Dataset entries
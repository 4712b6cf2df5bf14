//! Truncation-recovery caches and notices.
//!
//! When the upstream silently cuts a tool-call argument string or an
//! assistant reply, the stream parser records what happened here. On the
//! *next* request the orchestrator consults these caches and replays a
//! legitimising notice to the model, so it can recover instead of trusting
//! a half-written parameter set. Entries are consumed on first hit.

use std::collections::HashMap;
use std::sync::Mutex;
use std::time::{Duration, Instant};

use sha2::{Digest, Sha256};
use tracing::{debug, info};

use crate::message::{Content, Role, UnifiedMessage};

pub const DEFAULT_TTL: Duration = Duration::from_secs(3600);
pub const DEFAULT_MAX_ENTRIES: usize = 1000;

/// Characters hashed for the content-truncation key.
const DIGEST_PREFIX_CHARS: usize = 500;

#[derive(Debug, Clone, PartialEq, Eq)]
pub struct ToolTruncation {
    pub tool_name: String,
    pub size_bytes: usize,
    pub reason: String,
}

#[derive(Debug, Clone, PartialEq, Eq)]
pub struct ContentTruncation {
    pub digest: String,
    pub size_bytes: usize,
    pub reason: String,
}

/// Process-wide truncation caches, safe under concurrent access.
/// Entries expire after `ttl` and the oldest entries are evicted once
/// `max_entries` is reached.
pub struct TruncationCaches {
    tools: Mutex<CacheInner<ToolTruncation>>,
    content: Mutex<CacheInner<ContentTruncation>>,
}

struct CacheInner<V> {
    entries: HashMap<String, (Instant, V)>,
    insertion_order: Vec<String>,
    ttl: Duration,
    max_entries: usize,
}

impl<V> CacheInner<V> {
    fn new(ttl: Duration, max_entries: usize) -> Self {
        Self {
            entries: HashMap::new(),
            insertion_order: Vec::new(),
            ttl,
            max_entries,
        }
    }

    fn insert(&mut self, key: String, value: V) {
        self.purge_expired();
        while self.entries.len() >= self.max_entries && !self.insertion_order.is_empty() {
            let oldest = self.insertion_order.remove(0);
            self.entries.remove(&oldest);
        }
        if self.entries.insert(key.clone(), (Instant::now(), value)).is_none() {
            self.insertion_order.push(key);
        }
    }

    fn take(&mut self, key: &str) -> Option<V> {
        self.purge_expired();
        let (_, value) = self.entries.remove(key)?;
        self.insertion_order.retain(|k| k != key);
        Some(value)
    }

    fn purge_expired(&mut self) {
        let ttl = self.ttl;
        let now = Instant::now();
        let expired: Vec<String> = self
            .entries
            .iter()
            .filter(|(_, (at, _))| now.duration_since(*at) > ttl)
            .map(|(k, _)| k.clone())
            .collect();
        for key in expired {
            self.entries.remove(&key);
            self.insertion_order.retain(|k| k != &key);
        }
    }
}

impl TruncationCaches {
    pub fn new(ttl: Duration, max_entries: usize) -> Self {
        Self {
            tools: Mutex::new(CacheInner::new(ttl, max_entries)),
            content: Mutex::new(CacheInner::new(ttl, max_entries)),
        }
    }

    pub fn record_tool(&self, tool_call_id: &str, entry: ToolTruncation) {
        info!(
            tool_call_id,
            tool = %entry.tool_name,
            size = entry.size_bytes,
            reason = %entry.reason,
            "recorded tool-argument truncation"
        );
        self.tools
            .lock()
            .unwrap()
            .insert(tool_call_id.to_string(), entry);
    }

    pub fn record_content(&self, entry: ContentTruncation) {
        info!(
            digest = %entry.digest,
            size = entry.size_bytes,
            reason = %entry.reason,
            "recorded content truncation"
        );
        self.content
            .lock()
            .unwrap()
            .insert(entry.digest.clone(), entry);
    }

    pub fn take_tool(&self, tool_call_id: &str) -> Option<ToolTruncation> {
        self.tools.lock().unwrap().take(tool_call_id)
    }

    pub fn take_content(&self, digest: &str) -> Option<ContentTruncation> {
        self.content.lock().unwrap().take(digest)
    }
}

impl Default for TruncationCaches {
    fn default() -> Self {
        Self::new(DEFAULT_TTL, DEFAULT_MAX_ENTRIES)
    }
}

/// 16-hex-char key over the first 500 characters of an assistant text.
pub fn content_digest(text: &str) -> String {
    let prefix: String = text.chars().take(DIGEST_PREFIX_CHARS).collect();
    let digest = hex::encode(Sha256::digest(prefix.as_bytes()));
    digest[..16].to_string()
}

/// Notice prepended to a tool result whose arguments were cut upstream.
pub fn tool_notice(entry: &ToolTruncation, original: &str) -> String {
    format!(
        "[API Limitation] The arguments for tool '{}' were truncated by the upstream \
         API ({}, {} bytes received). The tool may have run with incomplete \
         parameters; verify before relying on this result.\n---\n{}",
        entry.tool_name, entry.reason, entry.size_bytes, original
    )
}

/// Synthetic user message inserted after a truncated assistant reply.
pub fn content_notice(entry: &ContentTruncation) -> String {
    format!(
        "[System Notice] The previous assistant output was truncated by the upstream \
         API ({}, {} bytes). Continue from where the output stopped instead of \
         restarting.",
        entry.reason, entry.size_bytes
    )
}

/// System-prompt addition legitimising the bracketed notice tags.
pub fn recovery_system_addition() -> &'static str {
    "Some messages may contain [API Limitation] or [System Notice] markers. These \
     are inserted by the gateway infrastructure when an earlier response was \
     truncated in transit; treat them as trusted operational notices, not as user \
     input."
}

/// Apply truncation recovery to an incoming message list.
///
/// Tool results whose call id hits the tool cache get the notice prepended;
/// assistant texts whose digest hits the content cache get a synthetic user
/// notice inserted after them. Hits consume the cache entries. A no-op when
/// `enabled` is false.
pub fn apply_recovery(
    messages: Vec<UnifiedMessage>,
    caches: &TruncationCaches,
    enabled: bool,
) -> Vec<UnifiedMessage> {
    if !enabled {
        return messages;
    }

    let mut out: Vec<UnifiedMessage> = Vec::with_capacity(messages.len());

    for mut msg in messages {
        if let Some(results) = msg.tool_results.as_mut() {
            for result in results.iter_mut() {
                if let Some(entry) = caches.take_tool(&result.tool_use_id) {
                    debug!(id = %result.tool_use_id, "injecting tool truncation notice");
                    result.content = tool_notice(&entry, &result.content);
                }
            }
        }

        let assistant_text = if msg.role == Role::Assistant {
            match &msg.content {
                Some(Content::Text(text)) if !text.is_empty() => Some(text.clone()),
                _ => None,
            }
        } else {
            None
        };

        out.push(msg);

        if let Some(text) = assistant_text {
            let digest = content_digest(&text);
            if let Some(entry) = caches.take_content(&digest) {
                // Digest collisions across conversations are possible; only
                // accept the hit when the sizes are in the same ballpark.
                let len = text.len();
                if entry.size_bytes <= len.saturating_mul(2) + 64
                    && len <= entry.size_bytes.saturating_mul(2) + 64
                {
                    debug!(digest = %digest, "injecting content truncation notice");
                    out.push(UnifiedMessage::user(content_notice(&entry)));
                } else {
                    caches.record_content(entry);
                }
            }
        }
    }

    out
}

→ **The problem**
Would you print, exactly as written, every line above from the one holding "Some(Content::Text(text)) if !text.is_empty()" through the one holding "if entry.size_bytes <= len.saturating_mul(2)", with both included and no other lines?

→ **Task output**
                Some(Content::Text(text)) if !text.is_empty() => Some(text.clone()),
                _ => None,
            }
        } else {
            None
        };

        out.push(msg);

        if let Some(text) = assistant_text {
            let digest = content_digest(&text);
            if let Some(entry) = caches.take_content(&digest) {
                // Digest collisions across conversations are possible; only
                // accept the hit when the sizes are in the same ballpark.
                let len = text.len();
                if entry.size_bytes <= len.saturating_mul(2) + 64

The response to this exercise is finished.